In contrast to broccoli residue applications, soil chemical fumigation with MS resulted in a dramatic decrease in the size (concentration of total microbial PLFAs) and activity (soil respiration and FDA activity) of the soil microbial community which persisted for at least 30 days. Our results are in line with previous studies which have also reported that MS application resulted in persistent reductions in the size and activity of soil microorganisms [11, 17, 33]. Multivariate analysis of PLFA data showed that MS soil application significantly altered the structure of the soil microbial community, an effect also observed in the past [33, 55]. Multivariate analysis of DGGE profiles showed that MS soil application induced significant changes in the structure of the ASC community and resulted in a significant reduction in the richness of the ASC community, in line with previous studies [17]. Cloning analysis of the ASC community in the MS-treated samples revealed that several bands which were present in the other soil treatments disappeared in the MS-treated samples particularly at 15 and 60 DAA. The majority of these bands were associated with phylotypes belonging to the Fusarium–Nectria complex, while other potential plant pathogenic fungi including Phaeoacremonium and Cladosporium were also suppressed.
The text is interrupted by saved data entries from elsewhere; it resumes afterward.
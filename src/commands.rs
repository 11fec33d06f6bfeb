use std::collections::HashMap;
use std::path::{Path, PathBuf};
use std::sync::Arc;
use std::time::Duration;

use anyhow::{bail, Context, Result};
use indicatif::{HumanBytes, MultiProgress, ProgressBar, ProgressDrawTarget, ProgressStyle};
use tokio::fs;
use tracing::warn;

use coco_fetch::state::{part_path, ResumeStore};
use coco_fetch::{
    ClearTarget, DatasetFile, Engine, EngineConfig, HttpSource, ProgressEvent, TransferId, TransferState,
};

fn bar_style() -> ProgressStyle {
    ProgressStyle::default_bar()
        .template("{spinner:.green} [{elapsed_precise}] [{bar:40.cyan/blue}] {bytes:>12}/{total_bytes:<12} {bytes_per_sec:>12} {eta:>4} {msg}")
        .unwrap_or_else(|_| ProgressStyle::default_bar())
        .progress_chars("=>-")
}

struct Bars {
    multi: MultiProgress,
    header: ProgressBar,
    files: HashMap<TransferId, ProgressBar>,
    latest: HashMap<TransferId, (u64, Option<u64>, TransferState)>,
}

impl Bars {
    fn new(files: &[DatasetFile]) -> Self {
        let multi = MultiProgress::with_draw_target(ProgressDrawTarget::stderr_with_hz(5));
        let header = multi.add(ProgressBar::new_spinner());
        header.set_style(
            ProgressStyle::default_spinner()
                .template("{msg}")
                .unwrap_or_else(|_| ProgressStyle::default_spinner()),
        );
        let mut bars = HashMap::new();
        let mut latest = HashMap::new();
        for file in files {
            let pb = multi.add(ProgressBar::new(0));
            pb.set_style(bar_style());
            pb.set_message(format!("Waiting     {}", file.id));
            bars.insert(file.id.clone(), pb);
            latest.insert(file.id.clone(), (0, None, TransferState::Planned));
        }
        let bars = Self {
            multi,
            header,
            files: bars,
            latest,
        };
        bars.update_header();
        bars
    }

    fn apply(&mut self, event: &ProgressEvent) {
        let Some(pb) = self.files.get(&event.transfer_id) else {
            return;
        };
        if let Some(total) = event.bytes_total {
            pb.set_length(total);
        }
        pb.set_position(event.bytes_done);
        let id = &event.transfer_id;
        match event.state {
            TransferState::Planned => pb.set_message(format!("Probing     {}", id)),
            TransferState::InProgress => pb.set_message(format!("Downloading {}", id)),
            TransferState::Verifying => pb.set_message(format!("Verifying   {}", id)),
            TransferState::Extracting => pb.set_message(format!("Extracting  {}", id)),
            TransferState::Completed => pb.finish_with_message(format!("Completed   {}", id)),
            TransferState::Failed => pb.abandon_with_message(format!(
                "Failed      {}: {}",
                id,
                event.reason.as_deref().unwrap_or("unknown error")
            )),
            TransferState::Cancelled => pb.abandon_with_message(format!("Cancelled   {}", id)),
        }
        self.latest
            .insert(id.clone(), (event.bytes_done, event.bytes_total, event.state));
        self.update_header();
    }

    fn update_header(&self) {
        let finished = self
            .latest
            .values()
            .filter(|(_, _, state)| *state == TransferState::Completed)
            .count();
        let done: u64 = self.latest.values().map(|(d, _, _)| d).sum();
        let total: u64 = self.latest.values().filter_map(|(_, t, _)| *t).sum();
        self.header.set_message(format!(
            "Summary: Files: {}/{} | Downloaded: {} / {}",
            finished,
            self.latest.len(),
            HumanBytes(done),
            HumanBytes(total)
        ));
    }

    fn finish(&self) {
        self.header.finish();
        if let Err(e) = self.multi.clear() {
            warn!(error = %e, "failed to clear progress bars");
        }
    }
}

pub async fn run_downloads(root: PathBuf, files: Vec<DatasetFile>, config: EngineConfig) -> Result<()> {
    let source = Arc::new(HttpSource::new(&config).context("Failed to build HTTP client")?);
    let engine = Arc::new(Engine::new(source, files));
    let mut stream = engine
        .start_all(&root, config)
        .with_context(|| format!("Failed to start downloads into {:?}", root))?;

    let ctrl_c = {
        let engine = engine.clone();
        tokio::spawn(async move {
            if tokio::signal::ctrl_c().await.is_ok() {
                eprintln!("Interrupted, stopping transfers (progress is kept for resume)...");
                engine.cancel_all();
            }
        })
    };

    let mut bars = Bars::new(engine.files());
    while let Some(event) = stream.recv().await {
        bars.apply(&event);
    }
    bars.finish();
    ctrl_c.abort();

    let reports = stream.wait().await?;
    let mut failed = Vec::new();
    for report in &reports {
        println!(
            "{:<15} {:<12} {}",
            report.id.as_str(),
            report.state.to_string(),
            report.reason.as_deref().unwrap_or("")
        );
        if report.state == TransferState::Failed {
            failed.push(report.id.to_string());
        }
    }

    if reports.iter().any(|r| r.state == TransferState::Cancelled) {
        println!("Re-run the same command to resume.");
    }
    if !failed.is_empty() {
        bail!("{} transfer(s) failed: {}", failed.len(), failed.join(", "));
    }
    Ok(())
}

pub async fn list_downloads(root: &Path, files: &[DatasetFile]) -> Result<()> {
    if !root.exists() {
        println!("Download directory '{:?}' does not exist.", root);
        println!("Tip: If you used a custom directory, please specify it with --download-dir");
        return Ok(());
    }

    let mut rows = Vec::with_capacity(files.len());
    let mut finished = 0;
    let mut active = 0;
    let mut total_downloaded: u64 = 0;
    let mut total_known: u64 = 0;

    for file in files {
        let archive = file.archive_path(root);
        let store = ResumeStore::for_archive(&archive);
        let record = match store.load().await {
            Ok(record) => record,
            Err(e) => {
                warn!(id = %file.id, error = %e, "failed to read resume record");
                None
            }
        };

        let row = if file.is_extracted(root) {
            finished += 1;
            (file.id.to_string(), "Extracted".to_string(), "100.00%".to_string(), "-".to_string(), String::new())
        } else if let Some(record) = record.filter(|_| part_path(&archive).exists()) {
            active += 1;
            let done = record.completed_bytes();
            total_downloaded += done;
            total_known += record.total_size;
            let progress = if record.total_size > 0 {
                (done as f64 / record.total_size as f64) * 100.0
            } else {
                0.0
            };
            (
                file.id.to_string(),
                "Partial".to_string(),
                format!("{:.2}%", progress),
                format!("{}", HumanBytes(record.total_size)),
                record
                    .updated_at
                    .with_timezone(&chrono::Local)
                    .format("%Y-%m-%d %H:%M:%S")
                    .to_string(),
            )
        } else if let Ok(metadata) = fs::metadata(&archive).await {
            finished += 1;
            total_downloaded += metadata.len();
            total_known += metadata.len();
            (
                file.id.to_string(),
                "Downloaded".to_string(),
                "100.00%".to_string(),
                format!("{}", HumanBytes(metadata.len())),
                String::new(),
            )
        } else {
            (file.id.to_string(), "Missing".to_string(), "0.00%".to_string(), "-".to_string(), String::new())
        };
        rows.push(row);
    }

    println!(
        "Summary: Files: {}/{} | Active: {} | Downloaded: {} / {}",
        finished,
        files.len(),
        active,
        HumanBytes(total_downloaded),
        HumanBytes(total_known)
    );
    println!();

    println!("{:<50} {:<15} {:<15} {:<15} {}", "Filename", "Status", "Progress", "Size", "Updated");
    println!("{:-<50} {:-<15} {:-<15} {:-<15} {:-<19}", "", "", "", "", "");
    for (name, status, progress, size, updated) in rows {
        println!("{:<50} {:<15} {:<15} {:<15} {}", name, status, progress, size, updated);
    }
    Ok(())
}

pub async fn follow_log(root: &Path, files: &[DatasetFile]) -> Result<()> {
    loop {
        print!("\x1B[1;1H\x1B[0J");
        list_downloads(root, files).await?;
        println!("\n(Press Ctrl+C to exit view)");
        tokio::time::sleep(Duration::from_millis(500)).await;
    }
}

pub async fn clear_cache(root: &Path, files: Vec<DatasetFile>, config: &EngineConfig) -> Result<()> {
    let source = Arc::new(HttpSource::new(config).context("Failed to build HTTP client")?);
    let engine = Engine::new(source, files);
    let removed = engine.clear_cache(root, ClearTarget::All).await?;
    if removed.is_empty() {
        println!("Nothing to clean in {:?}.", root);
    }
    for path in removed {
        println!("Removed {:?}", path);
    }
    Ok(())
}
Several previous studies have documented the high eradication efficacy of MS on soil-borne fungal plant pathogens like Fusarium and others [12, 52].

Conclusions

This study was the first to comparatively assess the toxicity of biofumigation and chemical fumigation on the structure and function of the soil microbial community. We suggest that the changes induced on the soil microbial community upon biofumigation with broccoli plant residues reflected the response of the microbial community to soil enrichment with fresh and decomposable organic matter rather than a direct toxicity effect by the release of ITCs from hydrolyzed plant-derived GSLs. This is further supported by the lack of any adverse effects induced by PITC, an ITC commonly released by brassicas in soil, on the structure and activity of the soil microbial community. A transient change in the structure of ascomycetes, which are involved in soil organic matter decomposition, was observed during biofumigation, whereas the structure of the ammonia-oxidizing bacterial community, which are slow-growing microbes with limited ability to respond to altered C-substrate availability, did not change. In contrast, soil chemical fumigation with a commercial ITC-based fumigant (metham sodium) inhibited microbial activity, reduced the biomass of all microbial groups, and induced significant and persistent changes on the structure of the ascomycete community, while the ammonia-oxidizing bacterial community structure remained unaltered. Although a temporary effect on fungal biomass may have been induced by the myrosinase-treated residue applications, clone libraries further revealed that biofumigation generally failed to suppress common plant pathogenic ascomycetes which were drastically eradicated by metham sodium.